REHAU is celebrating the 40-year anniversary of establishing its North American headquarters in Leesburg, Virginia.

The company noted its regional presence has expanded with the growth of its polymer-based innovations and the transformation of Leesburg into a suburban extension of Washington, D.C. As the current Americas headquarters for the privately held global manufacturer, REHAU Leesburg oversees operations across four sub-region administrative offices, 20 sales offices, nine plants and eight logistics centers throughout the United States, Canada, Mexico, Central America and South America.

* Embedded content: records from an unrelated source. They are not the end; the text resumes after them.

/*!
 * Set Adapter
 * Any `SetShape` behind a guarded reader/writer lock
 */

use crate::core::{GuardConfig, Guarded};
use crate::shape::{MultiSetShape, SetShape};
use tracing::debug;

/// Lock-guarded set
///
/// Same locking discipline as [`MapAdapter`](super::MapAdapter): every call is
/// one critical section and nothing borrowed from the set outlives it.
#[derive(Debug)]
pub struct SetAdapter<C> {
    inner: Guarded<C>,
}

impl<C: SetShape> SetAdapter<C> {
    pub fn new() -> Self
    where
        C: Default,
    {
        Self::from(C::default())
    }

    pub fn with_config(container: C, config: GuardConfig) -> Self {
        Self {
            inner: Guarded::with_config(container, config),
        }
    }

    #[inline]
    pub fn config(&self) -> &GuardConfig {
        self.inner.config()
    }

    pub fn len(&self) -> usize {
        self.inner.len()
    }

    pub fn is_empty(&self) -> bool {
        self.inner.is_empty()
    }

    pub fn clear(&self) {
        self.inner.clear();
    }

    /// Insert an element
    ///
    /// Unique sets return `false` when an equal element is already present.
    pub fn insert(&self, value: C::Element) -> bool {
        self.inner.write("insert", |c| c.insert_element(value))
    }

    /// Insert every element in one exclusive section, returning how many were
    /// inserted
    pub fn insert_many<I>(&self, values: I) -> usize
    where
        I: IntoIterator<Item = C::Element>,
    {
        self.inner.write("insert_many", |c| {
            values
                .into_iter()
                .map(|value| usize::from(c.insert_element(value)))
                .sum()
        })
    }

    /// Copy of the stored element equal to `value`
    pub fn get(&self, value: &C::Element) -> Option<C::Element>
    where
        C::Element: Clone,
    {
        self.inner.read("get", |c| c.find_element(value).cloned())
    }

    pub fn contains(&self, value: &C::Element) -> bool {
        self.inner.read("contains", |c| c.find_element(value).is_some())
    }

    pub fn count(&self, value: &C::Element) -> usize {
        self.inner.read("count", |c| c.count_element(value))
    }

    /// Remove every element equal to `value`, returning how many were removed
    pub fn remove(&self, value: &C::Element) -> usize {
        self.inner.write("remove", |c| c.remove_element(value))
    }

    pub fn erase<P>(&self, pred: P) -> usize
    where
        P: FnMut(&C::Element) -> bool,
    {
        let removed = self.inner.write("erase", |c| c.remove_where(pred));
        if removed > 0 {
            debug!(container = self.config().name, removed, "Erased matching elements");
        }
        removed
    }

    /// Remove and return the first element, in natural order, matching `pred`
    pub fn find_and_erase<P>(&self, pred: P) -> Option<C::Element>
    where
        P: FnMut(&C::Element) -> bool,
        C::Element: Clone,
    {
        self.inner.write("find_and_erase", |c| c.take_element(pred))
    }

    pub fn for_each<F>(&self, visitor: F)
    where
        F: FnMut(&C::Element),
    {
        self.inner.read("for_each", |c| c.visit_elements(visitor));
    }

    pub fn snapshot(&self) -> C
    where
        C: Clone,
    {
        self.inner.snapshot()
    }

    pub fn into_inner(self) -> C {
        self.inner.into_inner()
    }
}

impl<C: MultiSetShape> SetAdapter<C> {
    /// Hand every stored copy of `value` to `visitor` as one slice
    ///
    /// `visitor` runs exactly once, with an empty slice when `value` is absent.
    pub fn for_each_key<F, R>(&self, value: &C::Element, visitor: F) -> R
    where
        F: FnOnce(&[C::Element]) -> R,
    {
        self.inner.read("for_each_key", |c| visitor(c.equal_range(value)))
    }
}

impl<C: SetShape + Default> Default for SetAdapter<C> {
    fn default() -> Self {
        Self::new()
    }
}

impl<C: SetShape> From<C> for SetAdapter<C> {
    fn from(container: C) -> Self {
        Self {
            inner: Guarded::new(container),
        }
    }
}

impl<C> FromIterator<C::Element> for SetAdapter<C>
where
    C: SetShape + FromIterator<C::Element>,
{
    fn from_iter<I: IntoIterator<Item = C::Element>>(iter: I) -> Self {
        Self::from(C::from_iter(iter))
    }
}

The office campus is a strategic part of American history, and also of the global trajectory of REHAU, the company noted. Situated at today’s intersection of Edwards Ferry Road and Battlefield Parkway, Fort Evans was constructed on top of a hill that provided a great vantage point of a strategic Potomac River crossing and played a key role in the Civil War Battle of Ball’s Bluff.

The privately held global manufacturer provides polymer-based systems and services to many of the world’s leading brands through five business divisions – building solutions, window solutions, furniture solutions, industrial solutions and automotive.

“From Montreal to Buenos Aires, it is quite clear: REHAU Americas today is at home in one of the most diverse, dynamic and multicultural regions in the world,” said Theo Haast, president of REHAU Americas. “The REHAU family, with more than 20,000 colleagues in more than 50 countries, can be very proud of our Leesburg journey over the past 40 years.”

REHAU noted manufacturing companies such as itself must continually reinvent themselves to remain relevant.

“REHAU is not relying on past successes,” Haast said. “In 2019, we are rolling out a refreshed brand identity supporting the claim ‘Engineering progress. Enhancing lives.’ To deliver on this claim, digitalization is key, from increasing the efficiencies and small-batch customization potential of our manufacturing processes to delighting consumers with finished products that enhance their productivity, safety and comfort.”

The initial building on the campus was constructed in 1952 by Lester H. Carr for Development Engineering Corp., later acquired by Westinghouse Electric Corp., to support contracts with the Department of Defense for digital communications research. Across the Atlantic, a polymer manufacturing company founded in 1948 by Helmut Wagner in the Bavarian town of Rehau was beginning to make inroads in North America, first with a sales office in New York City in 1959 followed by a factory in Montreal in 1961. The 1979 purchase of the Fort Evans site paved the way for continued expansion in the region. A second building, constructed in 2001, provides office and conference space for five local businesses in addition to a REHAU showroom.

“Helmut Wagner had great foresight in 1979 when he selected the Leesburg site amongst, at that time, rolling farmland and dirt roads for our North America headquarters,” Haast said. “This location is a beautiful green space where about 90 REHAU employees enable the company to grow in the Americas by pushing the boundaries of what is possible with polymer-based solutions.”